East River Pipe: We Live in Rented Rooms

East River Pipe
We Live in Rented Rooms
Merge
2011-02-15

In the world of pop music, where so much moves so quickly, and fluctuation and hybridization are considered winning traits, there’s something to be said for solidity and insularity. Willfully doing your own thing away from spotlights, trends, and outside influences can lead to a relatively static sound. Yet that also means that in your body of work, you can probe into the edges and corners of that one sound more completely and thoroughly — thoughtfully, even — than if you were always looking ahead for the next thing. East River Pipe is a case study in that. Working full-time, having a family, making music in your spare time and not touring — perhaps these play a role in how fully his music lives in, and explores, one place.

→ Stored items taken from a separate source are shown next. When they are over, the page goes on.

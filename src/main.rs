//! Pulseboard CLI
//!
//! - `serve`: run the dashboard server
//! - `render`: one render cycle printed to stdout
//! - `categories`: list selectable content types
//! - `config`: print a default config file

use anyhow::{bail, Context};
use clap::{Parser, Subcommand, ValueEnum};
use std::path::PathBuf;
use tracing_subscriber::{layer::SubscriberExt, util::SubscriberInitExt, EnvFilter};

use pulseboard::api::{serve, AppState, ApiError};
use pulseboard::catalog::{Category, Selection, Selector};
use pulseboard::config::{generate_default_config, Config, DefaultLoad, LoggingConfig};
use pulseboard::page::{render_page, render_text, PageView, EMPTY_SELECTION_MESSAGE};

#[derive(Parser)]
#[command(name = "pulseboard")]
#[command(version = env!("CARGO_PKG_VERSION"))]
#[command(about = "Social media performance dashboard")]
#[command(long_about = "Pulseboard asks an analytics data service about the content types you pick\n(Text, Image, Video, Reels, Carousel) and renders metrics, insights and recommendations.")]
struct Cli {
    #[command(subcommand)]
    command: Commands,

    /// Config file (default: search standard locations)
    #[arg(short, long, global = true)]
    config: Option<PathBuf>,
}

#[derive(Subcommand)]
enum Commands {
    /// Run the dashboard server
    Serve {
        /// Host to bind (overrides config)
        #[arg(long)]
        host: Option<String>,
        /// Port to bind (overrides config)
        #[arg(short, long)]
        port: Option<u16>,
    },

    /// Fetch and render insights once
    Render {
        /// Content types, comma-separated (e.g., text,image)
        #[arg(short, long, value_delimiter = ',', required = true)]
        select: Vec<String>,
        /// Output format
        #[arg(short, long, value_enum, default_value_t = OutputFormat::Text)]
        format: OutputFormat,
        /// Read the response from this JSON file instead of the data service
        #[arg(long)]
        fixture: Option<PathBuf>,
    },

    /// List selectable content types
    Categories,

    /// Generate default config file
    Config {
        /// Output path (default: stdout)
        #[arg(short, long)]
        output: Option<PathBuf>,
    },
}

#[derive(Clone, Copy, ValueEnum)]
enum OutputFormat {
    Text,
    Html,
    Json,
}

#[tokio::main]
async fn main() -> anyhow::Result<()> {
    let cli = Cli::parse();

    // Warnings raised while loading (bad env overrides) go to stderr until
    // the configured subscriber is installed
    let loaded = tracing::subscriber::with_default(bootstrap_subscriber(), || match &cli.config {
        Some(path) => Config::load_with_env(path).map(|config| DefaultLoad {
            config,
            path: Some(path.clone()),
            skipped: Vec::new(),
        }),
        None => Ok(Config::load_default()),
    })?;

    init_logging(&loaded.config.logging);

    for error in &loaded.skipped {
        tracing::warn!("Skipping config file: {}", error);
    }
    match &loaded.path {
        Some(path) => tracing::info!("Loaded config from {:?}", path),
        None => tracing::info!("Using default config with environment overrides"),
    }

    let mut config = loaded.config;

    match cli.command {
        Commands::Serve { host, port } => {
            if let Some(host) = host {
                config.server.host = host;
            }
            if let Some(port) = port {
                config.server.port = port;
            }

            tracing::info!("Starting Pulseboard v{}", env!("CARGO_PKG_VERSION"));

            let source = pulseboard::source::from_config(&config.source)?;
            match source.health_check().await {
                Ok(()) => tracing::info!("Data source {} reachable", source.name()),
                Err(e) => tracing::warn!("Data source not reachable yet: {}", e),
            }

            let state = AppState::new(source, config.dashboard.clone());
            serve(state, &config.server).await?;
        }

        Commands::Render {
            select,
            format,
            fixture,
        } => {
            if fixture.is_some() {
                config.source.fixture = fixture;
            }

            let selection = Selection::from_labels(select.iter().filter(|s| !s.trim().is_empty()))?;
            let source = pulseboard::source::from_config(&config.source)?;
            let state = AppState::new(source, config.dashboard.clone());

            let plan = match state.generate(&selection).await {
                Ok(plan) => plan,
                Err(ApiError::EmptySelection) => bail!(EMPTY_SELECTION_MESSAGE),
                Err(e) => return Err(e).context("Failed to generate insights"),
            };

            match format {
                OutputFormat::Text => print!("{}", render_text(&plan)),
                OutputFormat::Json => println!("{}", serde_json::to_string_pretty(&plan)?),
                OutputFormat::Html => {
                    let selector = Selector::from_selection(&selection);
                    println!(
                        "{}",
                        render_page(&PageView {
                            title: &config.dashboard.title,
                            footer: &config.dashboard.footer,
                            selector: &selector,
                            banner: None,
                            plan: Some(&plan),
                        })
                    );
                }
            }
        }

        Commands::Categories => {
            for category in Category::all() {
                println!("{} {:<10} ({})", category.icon(), category.label(), category.key());
            }
        }

        Commands::Config { output } => {
            let content = generate_default_config();
            match output {
                Some(path) => {
                    std::fs::write(&path, content)
                        .with_context(|| format!("Failed to write {:?}", path))?;
                    println!("Wrote default config to {:?}", path);
                }
                None => print!("{}", content),
            }
        }
    }

    Ok(())
}

/// Warn-level stderr logging used before the config is known
fn bootstrap_subscriber() -> impl tracing::Subscriber + Send + Sync {
    tracing_subscriber::fmt()
        .with_max_level(tracing::Level::WARN)
        .with_writer(std::io::stderr)
        .finish()
}

/// Initialize tracing; `RUST_LOG` wins over the configured level
fn init_logging(config: &LoggingConfig) {
    let filter = EnvFilter::try_from_default_env().unwrap_or_else(|_| {
        EnvFilter::new(format!("pulseboard={},tower_http=info", config.level))
    });

    let registry = tracing_subscriber::registry().with(filter);

    if config.format == "json" {
        registry
            .with(tracing_subscriber::fmt::layer().json().with_writer(std::io::stderr))
            .init();
    } else {
        registry
            .with(tracing_subscriber::fmt::layer().with_writer(std::io::stderr))
            .init();
    }
}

We Live in Rented Rooms, F.M. Cornog’s seventh album as East River Pipe, seems particularly representative, meaning it walks familiar ground but does so with deep steps. It sounds like he’s been spending a lot of time at home probing ever further into what he’s set up under the East River Pipe name. That is: twilight music with guitar, drum machine, and his hushed singing; a bit of ‘70s soft-pop; a bit of acoustic Neil Young, perhaps; and some of Brian Eno’s most accessible moments. East River Pipe also means songs of people on the other side of America, living quiet lives of dedication and hard work in the face of a bleak future in a world of deception and frustration.

This worldview is laid out in the first track, “Backroom Deals”. He sings, “Backroom deals / The whole world is made on backroom deals”. We’d “better get used to it”, is the message. (It is reminiscent of one of the best, and earliest, East River Pipe songs, “Make a Deal with the City”). Yet, the message is also that we never will get used to it. We’re screwed, basically, destined to be the have nots and not the haves. It’s impossible to get used to it, but accept it we must. Call this defeatist sunset pop, then…defeatist or realist, depending on your perspective on life.

As a musical entity, East River Pipe seems almost obsessed by the deals you need to make to survive, in love relationships, employment, and life in general. On “Payback Time”, Cornog sings, somewhat ominously, of the way everything is a compromise: “But after food and wine / And small talk on the Rhine / He says it’s payback time”. There’s romance to these deals, but underneath it’s just cold hard facts. In a song with a European air and ocean sounds, he sings, “I’ll be your summer boy / You can fake you love me”. Everything is a deal, or a con. The song “Conman”, with its chorus “Oh, I’m just a conman”, seems an indictment of us all, or maybe just a journalistic description. We’re all making/taking/asking for money, making deals to get what we want.

There’s beauty in this bleakness. This is pretty music, even when it gets apocalyptic with visions of hellfire, as on “The Flames Are Coming Back”. That song is one of the most lush, with the specter of death in the air. The softest song is “Three Ships”. In those ships, is Cornog seeing the promise of a better life? Not really. The song ends the album on a note of redemption of some kind…or not. The promise of heaven, of eternal life, evaporates: “I saw three ships drifting away / They left us nothing / Only highways / And silicone deserts that shine in the night”. These visions of hope slip away, leaving the trappings of modern life, of technology and cities. Those promise the same thing, with their glimmering surfaces. Your iPad, smart phone, and plasma TV promise a better life, some kind of eternal bliss. It’s just another con.